> **INPUT MATERIAL**:
• • • • •
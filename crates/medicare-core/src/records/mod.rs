//! Record domain module: patients, appointments, doctors and dashboard data.

mod appointment;
mod dashboard;
mod patient;
mod repository;

pub use appointment::{
    Appointment, AppointmentStatus, AppointmentType, DURATIONS_MINUTES, Doctor, Priority,
    TIME_SLOTS,
};
pub use dashboard::{DashboardSummary, ScheduleItem};
pub use patient::{Gender, Patient, PatientStatus};
pub use repository::{AppointmentRepository, DirectoryRepository, PatientRepository};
• • • • •
> **WHAT IS NEEDED**: Transcribe the material in full; every line must match exactly.

> **RESULT OF THE TASK**:
filename crates/medicare-core/src/records/mod.rs
//! Record domain module: patients, appointments, doctors and dashboard data.

mod appointment;
mod dashboard;
mod patient;
mod repository;

pub use appointment::{
    Appointment, AppointmentStatus, AppointmentType, DURATIONS_MINUTES, Doctor, Priority,
    TIME_SLOTS,
};
pub use dashboard::{DashboardSummary, ScheduleItem};
pub use patient::{Gender, Patient, PatientStatus};
pub use repository::{AppointmentRepository, DirectoryRepository, PatientRepository};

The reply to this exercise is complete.